After engine shutdown, for test and full flights, SS2 is to coast to its maximum altitude.

 

Shortly after reaching max altitude, the wing booms (“tailfeathers” in earlier discussions) were to be flipped up, turning SS2 into its belly-first configuration. After falling back to around 50,000 feet altitude, they would be retracted, returning SS3 into its glider configuration.

 

The two levers: One unlocks two hooks that hold down the tail booms. Another controls hydraulic pistons that extend or retract them

 

10:07:21 AM PDT: SS2’s motor starts

10:07:30: Mike Alsbury pushes the unlock lever. He appears to immediately recognize his mistake, and tries to shut down the engine.

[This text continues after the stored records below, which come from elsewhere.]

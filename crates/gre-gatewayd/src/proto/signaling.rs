//! Gateway signaling messages.
//!
//! Every message is 44 bytes in network byte order:
//!
//! ```text
//!  0 type      1 profile   2 error     3 flags
//!  4 length (u16)          6 reserved (u16)
//!  8 message id (u32)
//! 12 protocol  13..16 reserved
//! 16 src port (u16)       18 dst port (u16)
//! 20 src ip (u32)
//! 24 dst ip (u32)
//! 28 gateway key (u32)
//! 32 engine key (u32)
//! 36 gateway tunnel ip (u32)
//! 40 engine tunnel ip (u32)
//! ```
//!
//! A datagram carries one or more messages back to back; each message's
//! `length` says where the next one starts.

use std::fmt;
use std::net::Ipv4Addr;

use byteorder::{ByteOrder, NetworkEndian};
use gre_types::{FiveTuple, IpProtocol};

use crate::error::{GatewayError, Result};

/// Encoded size of one message.
pub const MESSAGE_LEN: usize = 44;

/// Signaling message type.
#[derive(Debug, Clone, Copy, PartialEq, Eq, Hash)]
#[repr(u8)]
pub enum MessageType {
    SessionInitReq = 1,
    Transmit = 2,
    SessionEndReq = 3,
    Done = 4,
    ErrReq = 5,
    Err = 6,
    Hello = 7,
}

impl MessageType {
    pub const ALL: [MessageType; 7] = [
        MessageType::SessionInitReq,
        MessageType::Transmit,
        MessageType::SessionEndReq,
        MessageType::Done,
        MessageType::ErrReq,
        MessageType::Err,
        MessageType::Hello,
    ];

    pub fn from_u8(value: u8) -> Option<Self> {
        Self::ALL.into_iter().find(|t| *t as u8 == value)
    }

    pub const fn as_str(&self) -> &'static str {
        match self {
            MessageType::SessionInitReq => "SESSION_INIT_REQ",
            MessageType::Transmit => "TRANSMIT",
            MessageType::SessionEndReq => "SESSION_END_REQ",
            MessageType::Done => "DONE",
            MessageType::ErrReq => "ERR_REQ",
            MessageType::Err => "ERR",
            MessageType::Hello => "HELLO",
        }
    }
}

impl fmt::Display for MessageType {
    fn fmt(&self, f: &mut fmt::Formatter<'_>) -> fmt::Result {
        f.write_str(self.as_str())
    }
}

/// Failure code carried in the `error` byte.
#[derive(Debug, Clone, Copy, PartialEq, Eq, Hash)]
#[repr(u8)]
pub enum ErrorCode {
    Ok = 0,
    SessionExists = 1,
    NoPolicy = 2,
    NoProcessor = 3,
    ResourceUnavailable = 4,
    ProcessorFailure = 5,
    NoSession = 6,
    Malformed = 7,
    Internal = 8,
}

impl ErrorCode {
    /// Decodes a code; anything unknown reads as `Internal`.
    pub fn from_u8(value: u8) -> Self {
        match value {
            0 => ErrorCode::Ok,
            1 => ErrorCode::SessionExists,
            2 => ErrorCode::NoPolicy,
            3 => ErrorCode::NoProcessor,
            4 => ErrorCode::ResourceUnavailable,
            5 => ErrorCode::ProcessorFailure,
            6 => ErrorCode::NoSession,
            7 => ErrorCode::Malformed,
            _ => ErrorCode::Internal,
        }
    }
}

impl fmt::Display for ErrorCode {
    fn fmt(&self, f: &mut fmt::Formatter<'_>) -> fmt::Result {
        let s = match self {
            ErrorCode::Ok => "ok",
            ErrorCode::SessionExists => "session exists",
            ErrorCode::NoPolicy => "no policy",
            ErrorCode::NoProcessor => "no processor",
            ErrorCode::ResourceUnavailable => "resource unavailable",
            ErrorCode::ProcessorFailure => "processor failure",
            ErrorCode::NoSession => "no session",
            ErrorCode::Malformed => "malformed",
            ErrorCode::Internal => "internal",
        };
        f.write_str(s)
    }
}

/// One decoded signaling message.
#[derive(Debug, Clone, Copy, PartialEq, Eq)]
pub struct SignalMessage {
    pub msg_type: MessageType,
    pub profile: u8,
    pub error: ErrorCode,
    pub flags: u8,
    pub msg_id: u32,
    pub tuple: FiveTuple,
    /// Key chosen by the gateway.
    pub gw_key: u32,
    /// Ingress key allocated by the engine.
    pub engine_key: u32,
    /// Gateway tunnel endpoint; unspecified means the datagram source.
    pub gw_tunnel_ip: Ipv4Addr,
    pub engine_tunnel_ip: Ipv4Addr,
}

impl SignalMessage {
    /// A message with no flow or tunnel information.
    pub fn new(msg_type: MessageType, msg_id: u32) -> Self {
        Self {
            msg_type,
            profile: 0,
            error: ErrorCode::Ok,
            flags: 0,
            msg_id,
            tuple: FiveTuple::empty(),
            gw_key: 0,
            engine_key: 0,
            gw_tunnel_ip: Ipv4Addr::UNSPECIFIED,
            engine_tunnel_ip: Ipv4Addr::UNSPECIFIED,
        }
    }

    /// A reply to `self`, keeping its flow, profile and tunnel fields.
    pub fn reply(&self, msg_type: MessageType, error: ErrorCode) -> Self {
        Self {
            msg_type,
            error,
            ..*self
        }
    }

    /// Appends the encoded message to `out`.
    pub fn encode(&self, out: &mut Vec<u8>) {
        let start = out.len();
        out.resize(start + MESSAGE_LEN, 0);
        let buf = &mut out[start..];
        buf[0] = self.msg_type as u8;
        buf[1] = self.profile;
        buf[2] = self.error as u8;
        buf[3] = self.flags;
        NetworkEndian::write_u16(&mut buf[4..6], MESSAGE_LEN as u16);
        NetworkEndian::write_u32(&mut buf[8..12], self.msg_id);
        buf[12] = self.tuple.protocol.value();
        NetworkEndian::write_u16(&mut buf[16..18], self.tuple.src_port);
        NetworkEndian::write_u16(&mut buf[18..20], self.tuple.dst_port);
        NetworkEndian::write_u32(&mut buf[20..24], u32::from(self.tuple.src_ip));
        NetworkEndian::write_u32(&mut buf[24..28], u32::from(self.tuple.dst_ip));
        NetworkEndian::write_u32(&mut buf[28..32], self.gw_key);
        NetworkEndian::write_u32(&mut buf[32..36], self.engine_key);
        NetworkEndian::write_u32(&mut buf[36..40], u32::from(self.gw_tunnel_ip));
        NetworkEndian::write_u32(&mut buf[40..44], u32::from(self.engine_tunnel_ip));
    }

    pub fn to_bytes(&self) -> Vec<u8> {
        let mut out = Vec::with_capacity(MESSAGE_LEN);
        self.encode(&mut out);
        out
    }

    /// Decodes the message at the start of `buf`.
    ///
    /// Returns the message and the number of bytes it occupied.
    pub fn decode(buf: &[u8]) -> Result<(Self, usize)> {
        if buf.len() < MESSAGE_LEN {
            return Err(GatewayError::malformed(format!(
                "signaling message truncated: {} bytes",
                buf.len()
            )));
        }
        let length = usize::from(NetworkEndian::read_u16(&buf[4..6]));
        if length < MESSAGE_LEN || length > buf.len() {
            return Err(GatewayError::malformed(format!(
                "signaling length {} invalid for {} available bytes",
                length,
                buf.len()
            )));
        }
        let msg_type = MessageType::from_u8(buf[0])
            .ok_or_else(|| GatewayError::malformed(format!("unknown message type {}", buf[0])))?;

        let tuple = FiveTuple {
            protocol: IpProtocol(buf[12]),
            src_port: NetworkEndian::read_u16(&buf[16..18]),
            dst_port: NetworkEndian::read_u16(&buf[18..20]),
            src_ip: Ipv4Addr::from(NetworkEndian::read_u32(&buf[20..24])),
            dst_ip: Ipv4Addr::from(NetworkEndian::read_u32(&buf[24..28])),
        };
        let msg = SignalMessage {
            msg_type,
            profile: buf[1],
            error: ErrorCode::from_u8(buf[2]),
            flags: buf[3],
            msg_id: NetworkEndian::read_u32(&buf[8..12]),
            tuple,
            gw_key: NetworkEndian::read_u32(&buf[28..32]),
            engine_key: NetworkEndian::read_u32(&buf[32..36]),
            gw_tunnel_ip: Ipv4Addr::from(NetworkEndian::read_u32(&buf[36..40])),
            engine_tunnel_ip: Ipv4Addr::from(NetworkEndian::read_u32(&buf[40..44])),
        };
        Ok((msg, length))
    }
}

/// Iterates the messages of one datagram.
///
/// Stops after the first malformed message; everything behind it is
/// unframed.
pub struct Messages<'a> {
    buf: &'a [u8],
    failed: bool,
}

impl<'a> Messages<'a> {
    pub fn new(buf: &'a [u8]) -> Self {
        Self { buf, failed: false }
    }
}

impl Iterator for Messages<'_> {
    type Item = Result<SignalMessage>;

    fn next(&mut self) -> Option<Self::Item> {
        if self.failed || self.buf.is_empty() {
            return None;
        }
        match SignalMessage::decode(self.buf) {
            Ok((msg, used)) => {
                self.buf = &self.buf[used..];
                Some(Ok(msg))
            }
            Err(e) => {
                self.failed = true;
                Some(Err(e))
            }
        }
    }
}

10:07:34: The booms begin to deploy, and “all data is lost”, which I take to mean that the cockpit camera and other telemetry and recording stops sending and/or recording due to the same violent forces that broke up the ship.

 

The writers of the Guardian article appears to believe that the tail booms were unlocked prior to motor shutdown in past flights, but at higher speeds of about Mach 1.2, vs the near Mach 1 of the 31 Oct flight, so the hydraulic cylinders were able to hold the booms down.

 

There are still lots of missing information and guesswork in this article, but it’s the best I’ve seen so far.

Posted

It’s interesting that, like many news outlets, blogs, and forums, the CNN story describes the pilot seats in SpaceShipTwo as “ejection seats”. Except in the sense that when the ship disintegrated around the pilots, they were ejected still strapped into their seats, they’re not – they have no system to intentionally shoot them out of the ship. To escape from an intact SS2, a pilot would need to get to and open the cabin door, open it, and jump out.

 

My guess as to why Peter Siebold survived (with surprisingly minor injuries) and Michael Alsbury didn’t, is that Alsbury was knocked unconscious or killed when he was ejected from the disintegrating ship, so couldn’t unstrap himself from his seat and open his parachute. Siebold is reported to have open his chute at about 17,000 feet.

 

Siebold’s has a place in history as the first person to survive a spacecraft crash, using a parachute or any other means.

 

Though pilots of the ca 1960 X-15 spaceplane wore parachutes, none survived a midair breakup.

 

The X-15 is similar in many ways to SpaceShipOne and SpaceShipTwo. Both are launched at about 14 km altitude from a larger “mother” airplane (A B-52 in the case of the F-15, the specially designed WhiteKnightOne for SpaceShipOne). The X-15 reached an altitude of 107.8 km in 1963. SpaceshipOne reached 112.014 km in 2004.

 

One X-15 pilot, Michael J Adams, was killed in a midair breakup an X-15, in 1967. Unlike SpaceShipOne and Two, the X-15 had no special aerodynamics to stabilize it during is descent, but instead had small reaction control jets. Adams failed to keep his X-15 straight using these jets, entering a spin at over Mach 5 and 70 km altitude. He recovered from the spin at about 36 km, but was unable to recover from a 45deg Mach 4.7 dive, breaking up at about Mach 3.9 and 20 km.

 

The X-15 was a more difficult plane to fly than the SpaceShipNs.